I remained as calm as possible and simply said: "You could say thanks for breakfast". This was mistake #1 that lead to the terrible thing I did. By forgoing my right to lecture a bit, I let the rude remark sit and fester until I could inappropriately blow up at an innapropriate time.
We eat breakfast. Everyone finishes relatively unscathed. And Oh yes, the baby did throw her plate on the floor after she inhaled every bite of her eggs.
I get up from the table and realize that I didn't make my son a lunch. I told him that he would be having hot lunch since there was no time to make one. His response: he didn't have any money in his lunch account. This is the point where the egg remark and no lunch money collide. I guess they more imploded in me, because I began to question my son why he had no money in his lunch account when I filled it just a few weeks ago and had only given him hot lunch a few times and surely not worth the amount I had filled. I immediately think his Dad has given him hot lunch every time he's been with him.
Statements and accusations start flying out of my mouth like: "I'm sick of you using all of the lunch money I give you when you're at your Dad's" and "I'm tired of your Dad never filling up your lunch account" and wait for it..."You need to tell your Father to refill your lunch account, the next time he wants you to have hot lunch."
Brilliant! I just committed the cardinal sin(s) of co-parenting. I have just placed my son in the middle of an issue that is really between his Father and I and I placed undue blame on my son. All these years of co-parenting and I have sincerely tried not to place my son in the middle or unjustly blame him. I have not only tried, I have actually taken pride in the fact that I (alright usually) don't do this.

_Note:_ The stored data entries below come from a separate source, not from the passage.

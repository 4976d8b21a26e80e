pub mod credential_store;
pub mod reservation_cache;
pub mod reservations_api;
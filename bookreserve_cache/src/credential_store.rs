/// Provides the bearer credential of the signed-in user.
///
/// The cache never reads ambient storage; whoever owns the session injects
/// a provider. Absence of a credential is the sole signal that nobody is
/// signed in.
pub trait CredentialStore: Send + Sync {
    fn credential(&self) -> Option<String>;
}

/// In-memory credential holder, set on login and cleared on logout.
#[derive(Default)]
pub struct StoredCredential {
    token: parking_lot::RwLock<Option<String>>,
}

impl StoredCredential {
    pub fn set(&self, token: String) {
        *self.token.write() = Some(token);
    }

    pub fn clear(&self) {
        *self.token.write() = None;
    }
}

impl CredentialStore for StoredCredential {
    fn credential(&self) -> Option<String> {
        self.token.read().clone()
    }
}
#[async_trait::async_trait]
impl ReservationsStore for PostgresReservationsStore {
    async fn add_user(&self, details: UserDetails) -> Result<UserId, ReservationsStoreError> {
        let stmt: Statement = self
            .client
            .prepare("INSERT INTO users (params) VALUES ($1) RETURNING id")
            .await?;

        let rows = self.client.query(&stmt, &[&json!(details)]).await?;

        let user_id: UserId = rows
            .first()
            .ok_or_else(|| ReservationsStoreError::Other("Id not returned".to_string()))?
            .try_get(0)?;

        Ok(user_id)
    }

    async fn get_user(&self, id: UserId) -> Result<UserDetails, ReservationsStoreError> {
        let stmt: Statement = self
            .client
            .prepare("SELECT params FROM users WHERE id = ($1)")
            .await?;

        let rows = self.client.query(&stmt, &[&id]).await?;

        let details: serde_json::Value = rows
            .first()
            .ok_or(ReservationsStoreError::UserNotFound(id))?
            .try_get(0)?;

        Ok(serde_json::from_value(details)?)
    }

    async fn add_book(&self, details: BookDetails) -> Result<BookId, ReservationsStoreError> {
        let stmt: Statement = self
            .client
            .prepare("INSERT INTO books (params) VALUES ($1) RETURNING id")
            .await?;

        let rows = self.client.query(&stmt, &[&json!(details)]).await?;

        let book_id: BookId = rows
            .first()
            .ok_or_else(|| ReservationsStoreError::Other("Id not returned".to_string()))?
            .try_get(0)?;

        Ok(book_id)
    }

    async fn get_book(&self, id: BookId) -> Result<BookDetails, ReservationsStoreError> {
        let stmt: Statement = self
            .client
            .prepare("SELECT params FROM books WHERE id = ($1)")
            .await?;

        let rows = self.client.query(&stmt, &[&id]).await?;

        let details: serde_json::Value = rows
            .first()
            .ok_or(ReservationsStoreError::BookNotFound(id))?
            .try_get(0)?;

        Ok(serde_json::from_value(details)?)
    }

    async fn list_books(&self) -> Result<Vec<BookSummary>, ReservationsStoreError> {
        let stmt: Statement = self.client.prepare("SELECT id, params FROM books").await?;
        let rows = self.client.query(&stmt, &[]).await?;

        rows.iter()
            .map(|row| {
                let book_id: BookId = row.try_get(0)?;
                let details: serde_json::Value = row.try_get(1)?;
                let details: BookDetails = serde_json::from_value(details)?;
                Ok(BookSummary {
                    book_id,
                    title: details.title,
                })
            })
            .collect()
    }

    async fn create_reservation(
        &self,
        user_id: UserId,
        book_id: BookId,
    ) -> Result<Reservation, ReservationsStoreError> {
        let stmt: Statement = self
            .client
            .prepare(
                "INSERT INTO reservations (user_id, book_id, reservation_date, status) \
                 VALUES ($1, $2, $3, 'active') RETURNING id",
            )
            .await?;

        let reservation_date = now_unix_seconds();
        let rows = self
            .client
            .query(&stmt, &[&user_id, &book_id, &reservation_date])
            .await;

        match rows {
            Ok(rows) => {
                let id: ReservationId = rows
                    .first()
                    .ok_or_else(|| ReservationsStoreError::Other("Id not returned".to_string()))?
                    .try_get(0)?;
                Ok(Reservation {
                    id,
                    user_id,
                    book_id,
                    reservation_date,
                    status: ReservationStatus::Active,
                })
            }
            Err(err)
                if err
                    .as_db_error()
                    // This is a foreign key violation error - one of the
                    // referenced entities does not exist
                    .map(|db_err| db_err.code() == &SqlState::from_code("23503"))
                    .unwrap_or_default() =>
            {
                let constraint = err
                    .as_db_error()
                    .and_then(|db_err| db_err.constraint())
                    .unwrap_or_default();
                if constraint.contains("user_id") {
                    Err(ReservationsStoreError::UserNotFound(user_id))
                } else {
                    Err(ReservationsStoreError::BookNotFound(book_id))
                }
            }
            Err(other_err) => Err(other_err.into()),
        }
    }

    async fn list_reservations(
        &self,
        user_id: UserId,
        status: Option<ReservationStatus>,
    ) -> Result<Vec<Reservation>, ReservationsStoreError> {
        let rows = match status {
            Some(status) => {
                let stmt: Statement = self
                    .client
                    .prepare(
                        "SELECT id, user_id, book_id, reservation_date, status \
                         FROM reservations WHERE user_id = $1 AND status = $2 ORDER BY id",
                    )
                    .await?;
                self.client
                    .query(&stmt, &[&user_id, &status.as_str()])
                    .await?
            }
            None => {
                let stmt: Statement = self
                    .client
                    .prepare(
                        "SELECT id, user_id, book_id, reservation_date, status \
                         FROM reservations WHERE user_id = $1 ORDER BY id",
                    )
                    .await?;
                self.client.query(&stmt, &[&user_id]).await?
            }
        };

        rows.iter().map(reservation_from_row).collect()
    }

    async fn cancel_reservation(
        &self,
        reservation_id: ReservationId,
        user_id: UserId,
    ) -> Result<(), ReservationsStoreError> {
        // The transition is a single conditional update, so of two
        // concurrent cancels exactly one can match the active row.
        let stmt: Statement = self
            .client
            .prepare(
                "UPDATE reservations SET status = 'cancelled' \
                 WHERE id = $1 AND user_id = $2 AND status = 'active' RETURNING id",
            )
            .await?;

        let rows = self.client.query(&stmt, &[&reservation_id, &user_id]).await?;

        if !rows.is_empty() {
            return Ok(());
        }

        // Nothing matched: either the row is missing / owned by someone
        // else, or it is already in the terminal state.
        let stmt: Statement = self
            .client
            .prepare("SELECT status FROM reservations WHERE id = $1 AND user_id = $2")
            .await?;

        let rows = self.client.query(&stmt, &[&reservation_id, &user_id]).await?;

        match rows.first() {
            Some(_) => Err(ReservationsStoreError::AlreadyCancelled(reservation_id)),
            None => Err(ReservationsStoreError::ReservationNotFound(reservation_id)),
        }
    }
}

I know that in the moment, what is easier isn't usually right. I don't always feign rationality in the moment either. I will usually respond to my emotions. Which is why, sometimes, I make the mistake of putting my son in the middle of what are really my issues.
Then I go to the dark place: self-deprecating thoughts, shame filled rants and raves. I forget about the tools I've spent so many years sharpening, so that I can use them and shine in these inglorious moments. Then after the bad thoughts and the heat of anger subside, then can I think clearly.
And this is what I conclude, starting right now, I'm back on the bandwagon. I'm making a promise to myself that I will not put my son in the middle or blame him when I'm mad at his Father. I'm also making another promise: that I will go a bit easier on myself when I fall off the bandwagon. I will apologize to my son and actually speak to him. Then I will apologize to myself and keep faith that next time, in the hard moments, I will be able take a step back and see a little more clearly.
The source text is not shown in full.